Des “Un million de chômeurs, c’est un million d’immigrés en trop” des années 1980 à la question actuelle des migrants, de Malik Oussekine à Ilan Halimi en passant par l’affaire de la jeune rom Léonarda, sans parler des intemporelles théories du complot mondial sioniste et autres profanations de cimetières, la sinistrose a toujours fait le lit de la haine et de l’exclusion, quelles qu’en soient les formes ou les degrés de violence, et les combattre commencera forcément par combattre d’abord la crise elle-même.

Ne pas se tromper de combat, un apprentissage

Garder cela en tête peut être utile à l’heure où l’on observe les réponses apportées aux faits d’antisémitisme du mois de février : les classiques manifestations de dénonciation, les déclaration présidentielles, les tweets en boucle, toutes sortes de réactions nécessaires mais loin d’être suffisantes à partir du moment où elles sont —à l’instar d’à peu près tout phénomène collectif aujourd’hui— prises dans le maelstrom quotidien et aussitôt oubliées derrière l’événement ou le fait divers suivant.

Et bien sûr, le grand classique de la loi de circonstance, celle qui fait office d’acte fort alors même que les dispositifs législatifs existants suffisaient en théorie mais pêchaient en pratique dans le suivi de leur application.

Mais quid de mesures nouvelles en matière d’enseignement, de sensibilisation au public ? Pas grand-chose.

Un drapeau dans chaque classe et la marseillaise au mur… De quoi permettre de comprendre efficacement d’où vient le réflexe naturel de rejet, d’apprendre à déconstruire les mécanismes psychologiques qui font qu’on ne déteste personne quand tout va bien, mais que quand cela va mal l’être humain a tendance à chercher quelqu’un à qui le reprocher ?

Dire à un antisémite que c’est un con donne bonne conscience mais ne sert à rien ; lui faire comprendre pourquoi il est antisémite, d’où vient sa haine et pourquoi il se trompe de combat, me paraît plus utile.

Prévenir la fièvre

Au Pays Basque, nous ne sommes pas mieux lotis qu’ailleurs. Les Basques ont généré autant d’exclus que les autres, sur des fondements sociaux, ethniques, religieux, politiques. Leur position géographique les a particulièrement exposés à ces enjeux d’accueil ou d’exclusion, et ce n’est pas près de s’arrêter avec l’accélération prévisible des phénomènes de migrations climatiques.

Au Pays Basque, nous ne sommes pas mieux lotis qu’ailleurs.
Les Basques ont généré autant d’exclus que les autres,
sur des fondements sociaux, ethniques, religieux, politiques.
Leur position géographique les a particulièrement exposés
à ces enjeux d’accueil ou d’exclusion,
et ce n’est pas près de s’arrêter.

Le développement des déséquilibres sociaux en ces tristes temps fait qu’on n’a de toute façon pas besoin “d’étrangers” pour générer “nos” propres exclus.

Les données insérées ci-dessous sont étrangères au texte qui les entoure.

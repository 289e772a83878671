// III-IV
// Copyright 2023 Julio Merino
//
// Licensed under the Apache License, Version 2.0 (the "License"); you may not
// use this file except in compliance with the License.  You may obtain a copy
// of the License at:
//
//     http://www.apache.org/licenses/LICENSE-2.0
//
// Unless required by applicable law or agreed to in writing, software
// distributed under the License is distributed on an "AS IS" BASIS, WITHOUT
// WARRANTIES OR CONDITIONS OF ANY KIND, either express or implied.  See the
// License for the specific language governing permissions and limitations
// under the License.

//! Database abstraction for the rideshare service.
//!
//! Every entity has its own module with free functions that take an `Executor`.  Entities only
//! reference each other through foreign keys, so deleting an entity that is still referenced
//! fails and the driver is responsible for removing the references first.

#[cfg(feature = "postgres")]
use rideshare_core::db::postgres;
#[cfg(any(feature = "sqlite", test))]
use rideshare_core::db::sqlite;
use rideshare_core::db::{DbResult, Executor};

mod accounts;
pub(crate) use accounts::*;
mod payments;
pub(crate) use payments::*;
mod rides;
pub(crate) use rides::*;
mod routes;
pub(crate) use routes::*;
mod sessions;
pub(crate) use sessions::*;
#[cfg(test)]
mod tests;

/// Initializes the database schema.
pub async fn init_schema(ex: &mut Executor) -> DbResult<()> {
    match ex {
        #[cfg(feature = "postgres")]
        Executor::Postgres(ex) => postgres::run_schema(ex, include_str!("postgres.sql")).await,

        #[cfg(any(feature = "sqlite", test))]
        Executor::Sqlite(ex) => sqlite::run_schema(ex, include_str!("sqlite.sql")).await,

        #[allow(unused)]
        _ => unreachable!(),
    }
}
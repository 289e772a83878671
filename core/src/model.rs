// III-IV
// Copyright 2023 Julio Merino
//
// Licensed under the Apache License, Version 2.0 (the "License"); you may not
// use this file except in compliance with the License.  You may obtain a copy
// of the License at:
//
//     http://www.apache.org/licenses/LICENSE-2.0
//
// Unless required by applicable law or agreed to in writing, software
// distributed under the License is distributed on an "AS IS" BASIS, WITHOUT
// WARRANTIES OR CONDITIONS OF ANY KIND, either express or implied.  See the
// License for the specific language governing permissions and limitations
// under the License.

//! Generic data types shared by all services.

mod emailaddress;
pub use emailaddress::EmailAddress;

/// Errors caused by invalid values in data types.
///
/// These are raised when constructing a model type from an untrusted value, be it coming from the
/// network or from the database.
#[derive(Debug, PartialEq, thiserror::Error)]
#[error("{0}")]
pub struct ModelError(pub String);

/// Result type for this module.
pub type ModelResult<T> = Result<T, ModelError>;
// III-IV
// Copyright 2023 Julio Merino
//
// Licensed under the Apache License, Version 2.0 (the "License"); you may not
// use this file except in compliance with the License.  You may obtain a copy
// of the License at:
//
//     http://www.apache.org/licenses/LICENSE-2.0
//
// Unless required by applicable law or agreed to in writing, software
// distributed under the License is distributed on an "AS IS" BASIS, WITHOUT
// WARRANTIES OR CONDITIONS OF ANY KIND, either express or implied.  See the
// License for the specific language governing permissions and limitations
// under the License.

//! Operations on accounts.

use crate::db;
use crate::driver::policy::check_account_access;
use crate::driver::{AdminOptions, Driver};
use crate::model::*;
use rideshare_core::db::DbError;
use rideshare_core::driver::{DriverError, DriverResult};
use rideshare_core::model::EmailAddress;

/// Converts a uniqueness violation on the email address of an account into a descriptive error.
fn map_email_conflict(email: &EmailAddress) -> impl FnOnce(DbError) -> DriverError + '_ {
    move |e| match e {
        DbError::AlreadyExists => {
            DriverError::AlreadyExists(format!("Email {} is already registered", email.as_str()))
        }
        e => e.into(),
    }
}

impl Driver {
    /// Gets all accounts visible to `whoami`.
    ///
    /// Only administrators can list accounts.  Anybody else gets an empty list, and the database
    /// is not even queried in that case.
    pub(crate) async fn get_accounts(self, whoami: Principal) -> DriverResult<Vec<Account>> {
        if !whoami.is_admin() {
            return Ok(vec![]);
        }
        let accounts = db::get_accounts(&mut self.db.ex().await?).await?;
        Ok(accounts)
    }

    /// Gets the account identified by `id`.
    pub(crate) async fn get_account(
        self,
        whoami: Principal,
        id: AccountId,
    ) -> DriverResult<Account> {
        check_account_access(&whoami, id)?;
        let account = db::get_account(&mut self.db.ex().await?, id).await?;
        Ok(account)
    }

    /// Gets the account whose address is `email`.
    ///
    /// Accounts that `whoami` is not allowed to see are reported as missing so that callers
    /// cannot probe for registered addresses.
    pub(crate) async fn get_account_by_email(
        self,
        whoami: Principal,
        email: EmailAddress,
    ) -> DriverResult<Account> {
        let not_found = || DriverError::NotFound(format!("Account {} not found", email.as_str()));

        let account = match db::get_account_by_email(&mut self.db.ex().await?, &email).await {
            Ok(account) => account,
            Err(DbError::NotFound) => return Err(not_found()),
            Err(e) => return Err(e.into()),
        };
        if check_account_access(&whoami, *account.id()).is_err() {
            return Err(not_found());
        }
        Ok(account)
    }

    /// Registers a new account.
    ///
    /// `whoami` is the caller, if authenticated.  The requested role is only honored when the
    /// caller is an administrator; everybody else registers regular users.  If the client
    /// provided an `id`, it must not belong to an existing account.  The stored account always
    /// gets a newly-assigned identifier.
    pub(crate) async fn add_account(
        self,
        whoami: Option<Principal>,
        id: Option<AccountId>,
        details: AccountDetails,
        password: Password,
    ) -> DriverResult<Account> {
        let role = match (whoami, details.role) {
            (Some(whoami), Some(role)) if whoami.is_admin() => role,
            _ => Role::User,
        };
        let password = password.hash()?;

        let mut tx = self.db.begin().await?;

        if let Some(id) = id {
            match db::get_account(tx.ex(), id).await {
                Ok(_) => return Err(DriverError::AlreadyExists(format!("Account {} exists", id))),
                Err(DbError::NotFound) => (),
                Err(e) => return Err(e.into()),
            }
        }

        let email = details.email.clone();
        let account = db::create_account(
            tx.ex(),
            details.email,
            details.first_name,
            details.surname,
            password,
            role,
        )
        .await
        .map_err(map_email_conflict(&email))?;

        tx.commit().await?;
        log::info!("Registered account {} with role {}", account.id(), role.as_str());
        Ok(account)
    }

    /// Updates the account identified by `id` with new `details` and, optionally, a new
    /// `password`.
    ///
    /// `body_id` is the identifier the client included in the request, if any, and it must match
    /// `id`.  Role changes are silently ignored unless `whoami` is an administrator.
    pub(crate) async fn update_account(
        self,
        whoami: Principal,
        id: AccountId,
        body_id: Option<AccountId>,
        details: AccountDetails,
        password: Option<Password>,
    ) -> DriverResult<Account> {
        if let Some(body_id) = body_id {
            if body_id != id {
                return Err(DriverError::InvalidInput(format!(
                    "Account identifier {} in body does not match {} in path",
                    body_id, id
                )));
            }
        }
        check_account_access(&whoami, id)?;

        let details =
            if whoami.is_admin() { details } else { AccountDetails { role: None, ..details } };
        let password = password.map(Password::hash).transpose()?;

        let mut tx = self.db.begin().await?;

        let mut account = db::get_account(tx.ex(), id).await?.with_details(details);
        if let Some(password) = password {
            account = account.with_password(password);
        }
        db::update_account(tx.ex(), &account).await.map_err(map_email_conflict(account.email()))?;

        tx.commit().await?;
        Ok(account)
    }

    /// Deletes the account identified by `id` along with everything that belongs to it: its
    /// sessions, its payments, its route subscriptions and the rides it drives.
    pub(crate) async fn delete_account(self, whoami: Principal, id: AccountId) -> DriverResult<()> {
        check_account_access(&whoami, id)?;

        let mut tx = self.db.begin().await?;

        db::get_account(tx.ex(), id).await?;
        db::delete_sessions_by_account(tx.ex(), id).await?;
        let payments = db::delete_payments_by_owner(tx.ex(), id).await?;
        let subscriptions = db::delete_subscriptions_by_account(tx.ex(), id).await?;
        let rides = db::delete_rides_by_driver(tx.ex(), id).await?;
        db::delete_account(tx.ex(), id).await?;

        tx.commit().await?;
        log::info!(
            "Deleted account {} with {} payments, {} subscriptions and {} rides",
            id,
            payments,
            subscriptions,
            rides
        );
        Ok(())
    }

    /// Creates the administrator account described by `admin` if no account with its email
    /// address exists yet.  Returns true if the account was created.
    pub(crate) async fn bootstrap_admin(self, admin: AdminOptions) -> DriverResult<bool> {
        let mut tx = self.db.begin().await?;

        match db::get_account_by_email(tx.ex(), &admin.email).await {
            Ok(account) => {
                log::debug!("Administrator account {} already exists", account.email().as_str());
                return Ok(false);
            }
            Err(DbError::NotFound) => (),
            Err(e) => return Err(e.into()),
        }

        let account = db::create_account(
            tx.ex(),
            admin.email,
            admin.first_name,
            admin.surname,
            admin.password.hash()?,
            admin.role,
        )
        .await?;

        tx.commit().await?;
        log::info!("Created administrator account {}", account.email().as_str());
        Ok(true)
    }
}
// III-IV
// Copyright 2023 Julio Merino
//
// Licensed under the Apache License, Version 2.0 (the "License"); you may not
// use this file except in compliance with the License.  You may obtain a copy
// of the License at:
//
//     http://www.apache.org/licenses/LICENSE-2.0
//
// Unless required by applicable law or agreed to in writing, software
// distributed under the License is distributed on an "AS IS" BASIS, WITHOUT
// WARRANTIES OR CONDITIONS OF ANY KIND, either express or implied.  See the
// License for the specific language governing permissions and limitations
// under the License.

//! API to start a pending ride.

use crate::driver::Driver;
use crate::model::RideId;
use crate::rest::httputils::require_whoami;
use axum::Json;
use axum::extract::{Path, State};
use axum::http::{self, HeaderMap};
use axum::response::IntoResponse;
use rideshare_core::rest::{EmptyBody, RestError};

/// API handler.
pub(crate) async fn handler(
    State(driver): State<Driver>,
    Path(id): Path<RideId>,
    headers: HeaderMap,
    _: EmptyBody,
) -> Result<impl IntoResponse, RestError> {
    let whoami = require_whoami(&driver, &headers).await?;
    let ride = driver.start_ride(whoami, id).await?;
    Ok((http::StatusCode::ACCEPTED, Json(ride)))
}

#[cfg(test)]
mod tests {
    use super::*;
    use crate::model::{Ride, RideStatus, Role};
    use crate::rest::testutils::*;
    use rideshare_core::rest::testutils::*;

    fn route(id: RideId) -> (http::Method, String) {
        (http::Method::PUT, format!("/api/rides/startRide/{}", id))
    }

    #[tokio::test]
    async fn test_ok() {
        let context = TestContext::setup().await;
        let (driver, token) = context.login_as("driver", Role::User).await;
        let ride = context.create_ride(driver.id).await;

        let response = OneShotBuilder::new(context.app(), route(*ride.id()))
            .with_bearer_auth(token.as_str())
            .send_empty()
            .await
            .expect_status(http::StatusCode::ACCEPTED)
            .expect_json::<Ride>()
            .await;
        assert_eq!(RideStatus::Started, *response.status());
        assert_eq!(RideStatus::Started, *context.get_ride(*ride.id()).await.unwrap().status());
    }

    #[tokio::test]
    async fn test_already_started() {
        let context = TestContext::setup().await;
        let (driver, token) = context.login_as("driver", Role::User).await;
        let ride = context.create_ride(driver.id).await;
        context.set_ride_status(&ride, RideStatus::Stopped).await;

        OneShotBuilder::new(context.app(), route(*ride.id()))
            .with_bearer_auth(token.as_str())
            .send_empty()
            .await
            .expect_status(http::StatusCode::CONFLICT)
            .expect_error("Cannot start ride .* because it is STOPPED")
            .await;
    }

    #[tokio::test]
    async fn test_forbidden() {
        let context = TestContext::setup().await;
        let (_, token) = context.login_as("user", Role::User).await;
        let driver = context.create_account("driver", Role::User).await;
        let ride = context.create_ride(driver.id).await;

        OneShotBuilder::new(context.app(), route(*ride.id()))
            .with_bearer_auth(token.as_str())
            .send_empty()
            .await
            .expect_status(http::StatusCode::FORBIDDEN)
            .expect_error("Cannot modify ride")
            .await;

        assert_eq!(RideStatus::Pending, *context.get_ride(*ride.id()).await.unwrap().status());
    }

    test_payload_must_be_empty!(TestContext::setup().await.into_app(), route(RideId::from(1)));
}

La crise n’est pas à la veille d’être résolue, ne serait-ce que parce qu’elle est multiforme mais aussi parce que l’élément climatique a introduit une dimension nouvelle. Cela signifie donc malheureusement que l’on peut s’attendre à voir aussi se multiplier les manifestations d’exclusion de tout type, et qu’il faut agir de façon plus volontaire.

En matière sanitaire, cela fait longtemps que l’on a appris que l’approche de l’hiver signifiait une baisse des températures et la prolifération de microbes propices à la résurgence de maladies, et on a appris à s’en préserver quasi instinctivement.

De la même manière, se préserver des fièvres psychologiques réclame de la prévention au quotidien, qui aujourd’hui semble de toute évidence encore défaillante.